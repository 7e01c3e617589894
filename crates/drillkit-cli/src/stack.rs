use std::io::{self, Write};

use drillkit::{AllocationError, DynArray, PushError};

/// LIFO stack of integers stored in a [`DynArray`]; the top is the last
/// element.
#[derive(Debug, Default)]
pub struct Stack {
    elements: DynArray<i32>,
}

impl Stack {
    pub fn with_capacity(capacity: usize) -> Result<Self, AllocationError> {
        Ok(Self {
            elements: DynArray::with_capacity(capacity)?,
        })
    }

    pub fn push(&mut self, value: i32) -> Result<(), PushError<i32>> {
        self.elements.push(value)
    }

    pub fn pop(&mut self) -> Option<i32> {
        self.elements.pop()
    }

    pub fn peek(&self) -> Option<i32> {
        self.elements.last().copied()
    }

    pub fn len(&self) -> usize {
        self.elements.len()
    }

    pub fn is_empty(&self) -> bool {
        self.elements.is_empty()
    }

    pub fn capacity(&self) -> usize {
        self.elements.capacity()
    }

    /// Elements from top to base.
    pub fn iter(&self) -> impl Iterator<Item = i32> + '_ {
        self.elements.iter().rev().copied()
    }

    /// Draws the stack from top to base, one boxed cell per element.
    pub fn render(&self, out: &mut impl Write) -> io::Result<()> {
        if self.is_empty() {
            return writeln!(
                out,
                "Stack is empty. (Size: 0, Capacity: {})",
                self.capacity()
            );
        }

        writeln!(out, "Stack (Size: {}, Capacity: {}):", self.len(), self.capacity())?;
        for (i, value) in self.iter().enumerate() {
            if i == 0 {
                writeln!(out, "TOP -> | {value} |")?;
            } else {
                writeln!(out, "       -----")?;
                writeln!(out, "       | {value} |")?;
            }
        }
        writeln!(out, "       BASE")
    }
}
//! The interactive programs. Each one drives a [`Console`] and writes its
//! results to the console's output; parse errors and cancellations go to the
//! diagnostics stream.
use std::io::{BufRead, Write};

use anyhow::Result;

use crate::console::Console;

mod collect;
mod list;
mod matrix;
mod stack;

/// Initial stack capacity when none is given on the command line.
pub const DEFAULT_STACK_CAPACITY: usize = 5;
/// Initial sparse entry capacity when none is given on the command line.
pub const DEFAULT_SPARSE_ENTRIES: usize = 10;

#[derive(Debug, Clone, Copy, PartialEq, Eq)]
pub enum Exercise {
    Stack { capacity: usize },
    List,
    Collect,
    Search,
    MatAdd,
    MatMult,
    Sparse { max_entries: usize },
}

impl Exercise {
    pub fn name(self) -> &'static str {
        match self {
            Exercise::Stack { .. } => "stack",
            Exercise::List => "list",
            Exercise::Collect => "collect",
            Exercise::Search => "search",
            Exercise::MatAdd => "mat-add",
            Exercise::MatMult => "mat-mult",
            Exercise::Sparse { .. } => "sparse",
        }
    }

    pub fn run<R: BufRead, W: Write, E: Write>(
        self,
        console: &mut Console<R, W, E>,
    ) -> Result<()> {
        log::info!("starting the {} exercise", self.name());
        match self {
            Exercise::Stack { capacity } => stack::run(console, capacity),
            Exercise::List => list::run(console),
            Exercise::Collect => collect::run(console),
            Exercise::Search => collect::search(console),
            Exercise::MatAdd => matrix::add(console),
            Exercise::MatMult => matrix::multiply(console),
            Exercise::Sparse { max_entries } => matrix::sparse(console, max_entries),
        }
    }
}
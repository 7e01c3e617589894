//! Dense integer matrices stored row by row, plus a coordinate-list sparse
//! form that only keeps non-zero entries.
use core::fmt;

use drillkit::{AllocationError, DynArray, IndexError};
use thiserror::Error;

#[derive(Error, Debug, Clone, PartialEq, Eq)]
pub enum MatrixError {
    #[error("cannot {op} a {left} matrix and a {right} matrix")]
    DimensionMismatch {
        op: &'static str,
        left: Shape,
        right: Shape,
    },
    #[error("arithmetic overflow while computing entry ({row}, {col})")]
    Overflow { row: usize, col: usize },
    #[error("({row}, {col}) is outside a {nrows}x{ncols} matrix")]
    OutOfBounds {
        row: usize,
        col: usize,
        nrows: usize,
        ncols: usize,
    },
    #[error(transparent)]
    Allocation(#[from] AllocationError),
}

/// Rows by columns.
#[derive(Debug, Clone, Copy, PartialEq, Eq)]
pub struct Shape {
    pub nrows: usize,
    pub ncols: usize,
}

impl fmt::Display for Shape {
    fn fmt(&self, f: &mut fmt::Formatter<'_>) -> fmt::Result {
        write!(f, "{}x{}", self.nrows, self.ncols)
    }
}

/// Row-major dense matrix: one [`DynArray`] per row, all of length `ncols`.
#[derive(Debug, Clone, PartialEq, Eq)]
pub struct Matrix {
    rows: DynArray<DynArray<i32>>,
    ncols: usize,
}

impl Matrix {
    pub fn zeros(nrows: usize, ncols: usize) -> Result<Self, AllocationError> {
        let mut rows = DynArray::with_capacity(nrows)?;
        for _ in 0..nrows {
            rows.push(DynArray::filled(ncols, 0)?)?;
        }
        Ok(Self { rows, ncols })
    }

    pub fn nrows(&self) -> usize {
        self.rows.len()
    }

    pub fn ncols(&self) -> usize {
        self.ncols
    }

    pub fn get(&self, row: usize, col: usize) -> Result<i32, MatrixError> {
        self.rows
            .get(row)
            .and_then(|r| r.get(col))
            .copied()
            .map_err(|_| self.out_of_bounds(row, col))
    }

    pub fn set(&mut self, row: usize, col: usize, value: i32) -> Result<(), MatrixError> {
        let err = self.out_of_bounds(row, col);
        self.rows
            .get_mut(row)
            .and_then(|r| r.set(col, value))
            .map(drop)
            .map_err(|_: IndexError| err)
    }

    /// Element-wise sum; both operands must have the same shape.
    pub fn checked_add(&self, other: &Matrix) -> Result<Matrix, MatrixError> {
        if self.shape() != other.shape() {
            return Err(self.mismatch("add", other));
        }
        let mut sum = Matrix::zeros(self.nrows(), self.ncols)?;
        for row in 0..self.nrows() {
            for col in 0..self.ncols {
                let value = self
                    .get(row, col)?
                    .checked_add(other.get(row, col)?)
                    .ok_or(MatrixError::Overflow { row, col })?;
                sum.set(row, col, value)?;
            }
        }
        Ok(sum)
    }

    /// Matrix product; `self.ncols()` must equal `other.nrows()`.
    pub fn checked_mul(&self, other: &Matrix) -> Result<Matrix, MatrixError> {
        if self.ncols != other.nrows() {
            return Err(self.mismatch("multiply", other));
        }
        let mut product = Matrix::zeros(self.nrows(), other.ncols)?;
        for row in 0..self.nrows() {
            for col in 0..other.ncols {
                let mut acc: i32 = 0;
                for k in 0..self.ncols {
                    acc = self
                        .get(row, k)?
                        .checked_mul(other.get(k, col)?)
                        .and_then(|term| acc.checked_add(term))
                        .ok_or(MatrixError::Overflow { row, col })?;
                }
                product.set(row, col, acc)?;
            }
        }
        Ok(product)
    }

    pub fn shape(&self) -> Shape {
        Shape {
            nrows: self.nrows(),
            ncols: self.ncols,
        }
    }

    pub fn rows(&self) -> impl Iterator<Item = &[i32]> {
        self.rows.iter().map(DynArray::as_slice)
    }

    fn mismatch(&self, op: &'static str, other: &Matrix) -> MatrixError {
        MatrixError::DimensionMismatch {
            op,
            left: self.shape(),
            right: other.shape(),
        }
    }

    fn out_of_bounds(&self, row: usize, col: usize) -> MatrixError {
        MatrixError::OutOfBounds {
            row,
            col,
            nrows: self.nrows(),
            ncols: self.ncols,
        }
    }
}

impl fmt::Display for Matrix {
    fn fmt(&self, f: &mut fmt::Formatter<'_>) -> fmt::Result {
        for row in self.rows() {
            let mut sep = "";
            for value in row {
                write!(f, "{sep}{value}")?;
                sep = " ";
            }
            writeln!(f)?;
        }
        Ok(())
    }
}

/// One stored entry of a [`SparseMatrix`].
#[derive(Debug, Clone, Copy, PartialEq, Eq)]
pub struct Entry {
    pub row: usize,
    pub col: usize,
    pub value: i32,
}

/// Coordinate-list (COO) matrix. Zero is never stored; entries keep the order
/// in which they were first set.
#[derive(Debug, Clone, PartialEq, Eq)]
pub struct SparseMatrix {
    nrows: usize,
    ncols: usize,
    entries: DynArray<Entry>,
}

impl SparseMatrix {
    /// An all-zero matrix with room for `capacity` entries before growing.
    pub fn with_capacity(
        nrows: usize,
        ncols: usize,
        capacity: usize,
    ) -> Result<Self, AllocationError> {
        Ok(Self {
            nrows,
            ncols,
            entries: DynArray::with_capacity(capacity)?,
        })
    }

    pub fn shape(&self) -> Shape {
        Shape {
            nrows: self.nrows,
            ncols: self.ncols,
        }
    }

    /// Number of stored (non-zero) entries.
    pub fn nnz(&self) -> usize {
        self.entries.len()
    }

    pub fn capacity(&self) -> usize {
        self.entries.capacity()
    }

    pub fn entries(&self) -> &[Entry] {
        self.entries.as_slice()
    }

    pub fn get(&self, row: usize, col: usize) -> Result<i32, MatrixError> {
        self.check_bounds(row, col)?;
        Ok(self
            .entries
            .iter()
            .find(|e| e.row == row && e.col == col)
            .map_or(0, |e| e.value))
    }

    /// Stores `value` at `(row, col)`. Setting zero removes any stored entry.
    pub fn set(&mut self, row: usize, col: usize, value: i32) -> Result<(), MatrixError> {
        self.check_bounds(row, col)?;
        let existing = self
            .entries
            .iter()
            .position(|e| e.row == row && e.col == col);
        match (existing, value) {
            (None, 0) => {}
            (None, value) => {
                self.entries
                    .push(Entry { row, col, value })
                    .map_err(AllocationError::from)?;
            }
            (Some(index), 0) => {
                // `index` came from `position`, so it is in range.
                let _removed = self.entries.remove(index);
            }
            (Some(index), value) => {
                if let Ok(entry) = self.entries.get_mut(index) {
                    entry.value = value;
                }
            }
        }
        Ok(())
    }

    pub fn to_dense(&self) -> Result<Matrix, MatrixError> {
        let mut dense = Matrix::zeros(self.nrows, self.ncols)?;
        for entry in &self.entries {
            dense.set(entry.row, entry.col, entry.value)?;
        }
        Ok(dense)
    }

    fn check_bounds(&self, row: usize, col: usize) -> Result<(), MatrixError> {
        if row < self.nrows && col < self.ncols {
            return Ok(());
        }
        Err(MatrixError::OutOfBounds {
            row,
            col,
            nrows: self.nrows,
            ncols: self.ncols,
        })
    }
}

impl fmt::Display for SparseMatrix {
    fn fmt(&self, f: &mut fmt::Formatter<'_>) -> fmt::Result {
        writeln!(f, "Sparse matrix (COO format):")?;
        for entry in &self.entries {
            writeln!(f, "({}, {}): {}", entry.row, entry.col, entry.value)?;
        }
        Ok(())
    }
}
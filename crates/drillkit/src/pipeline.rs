//! The prompt, read, parse and retry loop behind every integer prompt.
//!
//! [`IntInput::next_int`] keeps prompting until it has a valid integer or a
//! reason to stop. Parse failures are written to the diagnostics writer and
//! retried without limit. A closed stream or the sentinel line ends input
//! with [`NextInt::UserStopped`]. Allocation and I/O failures are terminal for
//! the call and are handed to the caller instead of being retried.
use std::io::{self, BufRead, Write};

use crate::{
    byte_buffer::ByteBuffer,
    error::{AllocationError, LineError, ParseError},
    int_parser::parse_int,
    line_reader::{LineOutcome, LineReader},
    options::InputOptions,
};

/// Outcome of one [`IntInput::next_int`] call.
#[derive(Debug)]
#[must_use]
pub enum NextInt {
    /// A valid integer was entered.
    Value(i32),
    /// The sentinel was entered or the input stream closed.
    UserStopped,
    /// The line buffer could not grow. Retrying would not help.
    AllocationFailed(AllocationError),
    /// Reading the input or writing a prompt failed.
    InputFailed(io::Error),
}

impl NextInt {
    /// The integer, if one was entered.
    pub fn into_value(self) -> Option<i32> {
        match self {
            NextInt::Value(value) => Some(value),
            _ => None,
        }
    }

    /// Whether this is [`NextInt::UserStopped`].
    pub fn is_stopped(&self) -> bool {
        matches!(self, NextInt::UserStopped)
    }
}

impl PartialEq for NextInt {
    fn eq(&self, other: &Self) -> bool {
        match (self, other) {
            (NextInt::Value(a), NextInt::Value(b)) => a == b,
            (NextInt::UserStopped, NextInt::UserStopped) => true,
            (NextInt::AllocationFailed(a), NextInt::AllocationFailed(b)) => a == b,
            (NextInt::InputFailed(a), NextInt::InputFailed(b)) => a.kind() == b.kind(),
            _ => false,
        }
    }
}

/// Interactive integer input over a line source, a prompt writer `W` and a
/// diagnostics writer `E`.
#[derive(Debug)]
pub struct IntInput<R, W, E> {
    lines: LineReader<R>,
    out: W,
    diagnostics: E,
    options: InputOptions,
    reported: usize,
}

impl<R: BufRead, W: Write, E: Write> IntInput<R, W, E> {
    /// Creates a pipeline with default options. Does not allocate.
    pub fn new(input: R, out: W, diagnostics: E) -> Self {
        Self {
            lines: LineReader::new(input),
            out,
            diagnostics,
            options: InputOptions::default(),
            reported: 0,
        }
    }

    /// Creates a pipeline with `options`, reserving the initial line buffer.
    pub fn with_options(
        input: R,
        out: W,
        diagnostics: E,
        options: InputOptions,
    ) -> Result<Self, AllocationError> {
        let mut line = match options.max_line_bytes {
            Some(limit) => ByteBuffer::with_limit(limit),
            None => ByteBuffer::new(),
        };
        line.reserve(options.initial_line_capacity)?;
        Ok(Self {
            lines: LineReader::with_buffer(input, line),
            out,
            diagnostics,
            options,
            reported: 0,
        })
    }

    /// Writes `prompt` and reads lines until one parses as an integer, the
    /// user stops, or input becomes unusable.
    pub fn next_int(&mut self, prompt: &str) -> NextInt {
        loop {
            if let Err(err) = self.prompt(prompt) {
                return NextInt::InputFailed(err);
            }

            let line = match self.lines.read_line() {
                LineOutcome::Line(line) => line,
                LineOutcome::Eof => {
                    log::debug!("input closed, stopping");
                    return NextInt::UserStopped;
                }
                LineOutcome::Failed(LineError::Allocation(err)) => {
                    log::error!("line buffer could not grow: {err}");
                    return NextInt::AllocationFailed(err);
                }
                LineOutcome::Failed(LineError::Io(err)) => return NextInt::InputFailed(err),
            };

            if *line == *self.options.sentinel.as_bytes() {
                log::debug!("sentinel {:?} entered, stopping", self.options.sentinel);
                return NextInt::UserStopped;
            }

            match parse_int(line) {
                Ok(value) => return NextInt::Value(value),
                Err(err) => {
                    log::debug!("rejected {line:?}: {err}");
                    if let Err(io_err) = self.report(err) {
                        return NextInt::InputFailed(io_err);
                    }
                }
            }
        }
    }

    /// Recoverable errors reported so far.
    pub fn reported_errors(&self) -> usize {
        self.reported
    }

    /// The options this pipeline was built with.
    pub fn options(&self) -> &InputOptions {
        &self.options
    }

    /// The prompt writer, for callers printing their own results.
    pub fn out(&mut self) -> &mut W {
        &mut self.out
    }

    /// The writer that receives parse error reports.
    pub fn diagnostics(&mut self) -> &mut E {
        &mut self.diagnostics
    }

    /// Splits the pipeline into its reader and both writers.
    pub fn into_parts(self) -> (R, W, E) {
        (self.lines.into_inner(), self.out, self.diagnostics)
    }

    fn prompt(&mut self, prompt: &str) -> io::Result<()> {
        if prompt.is_empty() {
            return Ok(());
        }
        self.out.write_all(prompt.as_bytes())?;
        self.out.flush()
    }

    fn report(&mut self, err: ParseError) -> io::Result<()> {
        self.reported += 1;
        if self.options.echo_errors {
            writeln!(self.diagnostics, "Error: {err}")?;
            self.diagnostics.flush()?;
        }
        Ok(())
    }
}

#[cfg(test)]
mod tests {
    use std::io::{self, Cursor};

    use super::{IntInput, NextInt};
    use crate::{error::AllocationError, options::InputOptions};

    type Buffers = IntInput<Cursor<Vec<u8>>, Vec<u8>, Vec<u8>>;

    fn pipeline(input: &str) -> Buffers {
        IntInput::new(Cursor::new(input.as_bytes().to_vec()), Vec::new(), Vec::new())
    }

    fn diagnostics(input: Buffers) -> String {
        let (_, _, diagnostics) = input.into_parts();
        String::from_utf8(diagnostics).unwrap()
    }

    #[test]
    fn values_errors_and_sentinel() {
        let mut input = pipeline("5\nabc\n-3\nq\n");
        assert_eq!(input.next_int("> "), NextInt::Value(5));
        assert_eq!(input.next_int("> "), NextInt::Value(-3));
        assert_eq!(input.reported_errors(), 1);
        assert_eq!(input.next_int("> "), NextInt::UserStopped);
        assert_eq!(input.reported_errors(), 1);

        let (_, out, diagnostics) = input.into_parts();
        assert_eq!(String::from_utf8(out).unwrap(), "> > > > ");
        assert_eq!(
            String::from_utf8(diagnostics).unwrap(),
            "Error: no digits found after sign\n"
        );
    }

    #[test]
    fn immediate_eof_is_a_stop() {
        let mut input = pipeline("");
        assert_eq!(input.next_int("n: "), NextInt::UserStopped);
        assert_eq!(input.reported_errors(), 0);
    }

    #[test]
    fn partial_last_line_is_kept() {
        let mut input = pipeline("12");
        assert_eq!(input.next_int(""), NextInt::Value(12));
        assert_eq!(input.next_int(""), NextInt::UserStopped);
    }

    #[test]
    fn errors_then_eof_still_stops() {
        let mut input = pipeline("\n-\n12a\n");
        assert_eq!(input.next_int(""), NextInt::UserStopped);
        assert_eq!(input.reported_errors(), 3);
        assert_eq!(
            diagnostics(input),
            "Error: input string is empty\n\
             Error: no digits found after sign\n\
             Error: invalid character 'a' at offset 2\n"
        );
    }

    #[test]
    fn sentinel_must_match_whole_line() {
        let mut input = pipeline("quit\nq\n");
        assert_eq!(input.next_int(""), NextInt::UserStopped);
        assert_eq!(input.reported_errors(), 1);
    }

    #[test]
    fn custom_sentinel_and_quiet_errors() {
        let options = InputOptions {
            sentinel: "done".into(),
            echo_errors: false,
            ..InputOptions::default()
        };
        let mut input = IntInput::with_options(
            Cursor::new(b"q\n8\ndone\n".to_vec()),
            Vec::new(),
            Vec::new(),
            options,
        )
        .unwrap();
        assert_eq!(input.next_int(""), NextInt::Value(8));
        assert_eq!(input.next_int(""), NextInt::UserStopped);
        assert_eq!(input.reported_errors(), 1);
        assert_eq!(diagnostics(input), "");
    }

    #[test]
    fn oversized_line_fails_then_next_line_is_read() {
        let options = InputOptions {
            max_line_bytes: Some(4),
            ..InputOptions::default()
        };
        let mut input = IntInput::with_options(
            Cursor::new(b"123456\n7\n".to_vec()),
            io::sink(),
            io::sink(),
            options,
        )
        .unwrap();
        assert_eq!(
            input.next_int(""),
            NextInt::AllocationFailed(AllocationError::LimitExceeded {
                requested: 5,
                limit: 4
            })
        );
        assert_eq!(input.reported_errors(), 0);
        assert_eq!(input.next_int(""), NextInt::Value(7));
        assert_eq!(input.next_int(""), NextInt::UserStopped);
    }

    #[test]
    fn initial_capacity_is_reserved() {
        let options = InputOptions {
            initial_line_capacity: 32,
            ..InputOptions::default()
        };
        let input = IntInput::with_options(io::empty(), io::sink(), io::sink(), options);
        assert!(input.is_ok());
    }

    #[test]
    fn broken_prompt_writer_is_input_failure() {
        struct Broken;
        impl io::Write for Broken {
            fn write(&mut self, _: &[u8]) -> io::Result<usize> {
                Err(io::ErrorKind::BrokenPipe.into())
            }
            fn flush(&mut self) -> io::Result<()> {
                Ok(())
            }
        }

        let mut input = IntInput::new(Cursor::new(b"1\n".to_vec()), Broken, io::sink());
        match input.next_int("> ") {
            NextInt::InputFailed(err) => assert_eq!(err.kind(), io::ErrorKind::BrokenPipe),
            other => panic!("expected input failure, got {other:?}"),
        }
    }

    #[test]
    fn into_value_and_is_stopped() {
        assert_eq!(NextInt::Value(4).into_value(), Some(4));
        assert_eq!(NextInt::UserStopped.into_value(), None);
        assert!(NextInt::UserStopped.is_stopped());
        assert!(!NextInt::Value(0).is_stopped());
    }
}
====
Requirement ▸ Look through the records for the word "InputFailed". Every line that has it should be copied.

Answer to the exercise ▸
    InputFailed(io::Error),
            (NextInt::InputFailed(a), NextInt::InputFailed(b)) => a.kind() == b.kind(),
                return NextInt::InputFailed(err);
                LineOutcome::Failed(LineError::Io(err)) => return NextInt::InputFailed(err),
                        return NextInt::InputFailed(io_err);
            NextInt::InputFailed(err) => assert_eq!(err.kind(), io::ErrorKind::BrokenPipe),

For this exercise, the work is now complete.